Seeing Muscovy Anew is a strong new collection of essays in Muscovite and imperial Russian history celebrating the career of Nancy S. Kollmann, one of the most prolific and influential scholars of the Russian Empire today. The volume itself ranges widely, roughly following Kollmann's own scholarly interests from Muscovite political culture and early conceptions of honor to the visual culture of the early empire and the social history of the imperial periphery from Siberia to Ukraine.

Festschrift volumes are usually somewhat scattered, unified more by the shape of a single person's scholarly community (their mentors and students, their longtime colleagues) than by a given theme or method. In this case, the individual contributions to the volume Seeing Muscovy Anew demonstrate a surprising degree of coherence. Clearly these contributors have been brought together first and foremost by their collective scholarly debt to Nancy Kollmann and for the most part build directly on her research while invoking her publications. However, there may be an even deeper affinity here in terms of method.
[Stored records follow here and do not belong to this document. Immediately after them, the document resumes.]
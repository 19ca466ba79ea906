use decom_core::{CommandError, CommandExecutor, WorkloadError, WorkloadKind, WorkloadManager, PVC_LABEL};
use tracing::debug;

#[derive(Debug, Clone)]
pub struct KubectlWorkloads<E> {
    executor: E,
    kubectl_binary: String,
    request_timeout_secs: Option<u64>,
}

impl<E: CommandExecutor> KubectlWorkloads<E> {
    pub fn new(executor: E, kubectl_binary: impl Into<String>) -> Self {
        Self {
            executor,
            kubectl_binary: kubectl_binary.into(),
            request_timeout_secs: None,
        }
    }

    pub fn with_request_timeout(mut self, secs: Option<u64>) -> Self {
        self.request_timeout_secs = secs;
        self
    }

    fn run(&self, namespace: &str, args: &[&str]) -> Result<String, CommandError> {
        let timeout = self
            .request_timeout_secs
            .map(|secs| format!("--request-timeout={}s", secs));
        let mut full: Vec<&str> = vec!["--namespace", namespace];
        if let Some(timeout) = timeout.as_deref() {
            full.push(timeout);
        }
        full.extend_from_slice(args);
        self.executor.execute_with_output(&self.kubectl_binary, &full)
    }
}

fn is_not_found(err: &CommandError) -> bool {
    err.output.contains("NotFound") || err.output.contains("not found")
}

fn classify(err: CommandError, kind: &str, name: &str) -> WorkloadError {
    if is_not_found(&err) {
        WorkloadError::NotFound {
            kind: kind.to_string(),
            name: name.to_string(),
        }
    } else {
        WorkloadError::Failed {
            kind: kind.to_string(),
            name: name.to_string(),
            message: err.detail().to_string(),
        }
    }
}

impl<E: CommandExecutor> WorkloadManager for KubectlWorkloads<E> {
    fn delete_workload(&self, namespace: &str, kind: WorkloadKind, name: &str) -> Result<(), WorkloadError> {
        debug!(namespace, kind = %kind, name, "deleting workload");
        self.run(namespace, &["delete", kind.resource(), name])
            .map(|_| ())
            .map_err(|err| classify(err, kind.resource(), name))
    }

    fn backing_claim(&self, namespace: &str, deployment: &str) -> Result<Option<String>, WorkloadError> {
        let jsonpath = format!(
            "jsonpath={{.metadata.labels.{}}}",
            PVC_LABEL.replace('.', "\\.")
        );
        let output = self
            .run(namespace, &["get", "deployment", deployment, "-o", jsonpath.as_str()])
            .map_err(|err| classify(err, WorkloadKind::Deployment.resource(), deployment))?;
        let claim = output.trim();
        Ok((!claim.is_empty()).then(|| claim.to_string()))
    }
}

#[cfg(test)]
mod tests {
    use super::*;
    use std::sync::Mutex;

    struct ScriptedExecutor {
        calls: Mutex<Vec<Vec<String>>>,
        reply: Result<String, CommandError>,
    }

    impl ScriptedExecutor {
        fn replying(reply: Result<String, CommandError>) -> Self {
            Self {
                calls: Mutex::new(Vec::new()),
                reply,
            }
        }
    }

    impl CommandExecutor for ScriptedExecutor {
        fn execute_with_output(&self, program: &str, args: &[&str]) -> Result<String, CommandError> {
            let mut call = vec![program.to_string()];
            call.extend(args.iter().map(|arg| arg.to_string()));
            self.calls.lock().unwrap().push(call);
            self.reply.clone()
        }
    }

    #[test]
    fn deletes_deployment_in_namespace() {
        let workloads = KubectlWorkloads::new(ScriptedExecutor::replying(Ok(String::new())), "kubectl")
            .with_request_timeout(Some(15));
        workloads
            .delete_workload("rook-ceph", WorkloadKind::Deployment, "rook-ceph-osd-3")
            .unwrap();
        let calls = workloads.executor.calls.lock().unwrap();
        assert_eq!(
            calls[0],
            vec![
                "kubectl",
                "--namespace",
                "rook-ceph",
                "--request-timeout=15s",
                "delete",
                "deployment",
                "rook-ceph-osd-3"
            ]
        );
    }

    #[test]
    fn maps_not_found_output() {
        let err = CommandError::new(
            "kubectl delete",
            "Error from server (NotFound): deployments.apps \"rook-ceph-osd-3\" not found",
            "exit status 1",
        );
        let workloads = KubectlWorkloads::new(ScriptedExecutor::replying(Err(err)), "kubectl");
        let result = workloads.delete_workload("rook-ceph", WorkloadKind::Deployment, "rook-ceph-osd-3");
        assert!(result.unwrap_err().is_not_found());
    }

    #[test]
    fn other_failures_are_not_not_found() {
        let err = CommandError::new("kubectl delete", "Unauthorized", "exit status 1");
        let workloads = KubectlWorkloads::new(ScriptedExecutor::replying(Err(err)), "kubectl");
        let result = workloads.delete_workload("rook-ceph", WorkloadKind::Job, "x");
        assert!(matches!(result, Err(WorkloadError::Failed { .. })));
    }

    #[test]
    fn reads_backing_claim_label() {
        let workloads = KubectlWorkloads::new(
            ScriptedExecutor::replying(Ok("set1-data-0\n".to_string())),
            "kubectl",
        );
        assert_eq!(
            workloads.backing_claim("rook-ceph", "rook-ceph-osd-3").unwrap(),
            Some("set1-data-0".to_string())
        );
        let calls = workloads.executor.calls.lock().unwrap();
        assert_eq!(
            calls[0].last().map(String::as_str),
            Some("jsonpath={.metadata.labels.ceph\\.rook\\.io/pvc}")
        );
    }

    #[test]
    fn empty_label_means_no_claim() {
        let workloads = KubectlWorkloads::new(ScriptedExecutor::replying(Ok(String::new())), "kubectl");
        assert_eq!(workloads.backing_claim("rook-ceph", "rook-ceph-osd-3").unwrap(), None);
    }
}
If this volume is any indication, then the community that has assembled in the name of "Kollmania" is one that remains in direct, critical dialogue with the source material on which Muscovite and imperial Russian history has long been based. Most striking throughout is the creativity with which the essays in this volume return to many of the most familiar collections of source materials in the field, from the early chronicles [End Page 321] and land registers to the lives of the saints and travel narratives.

The opening essay by Sergei Bogatyrev initiates this pattern of engagement with the sources by offering a close re-reading of several royal genealogies found in three fifteenth-century chronicles (letopisi). In Bogatyrev's analysis, they point toward the surprisingly late development in Novgorod of "dynastic discourse" in the articulation of East Slavic political power. It is a subtle argument that relies on a nuanced reading of three versions of the Novgorodian First Chronicle, long familiar to the field, which are then presented to the reader with bibliographic precision in a concluding table. In a similar move, Janet Martin contributes an essay that uses the sixteenth-century Novgorodian land registers (pistsovye knigi), to resurrect the otherwise hidden history of landownership among women within the pomest'e system. In terms of ordering the Muscovite state, both cases show how that order was articulated officially (and somewhat fantastically) through royal genealogies and regnal lists, as well as more informally (and rather dynamically) in the allocation of land and its income to the female and minor dependents of military elites.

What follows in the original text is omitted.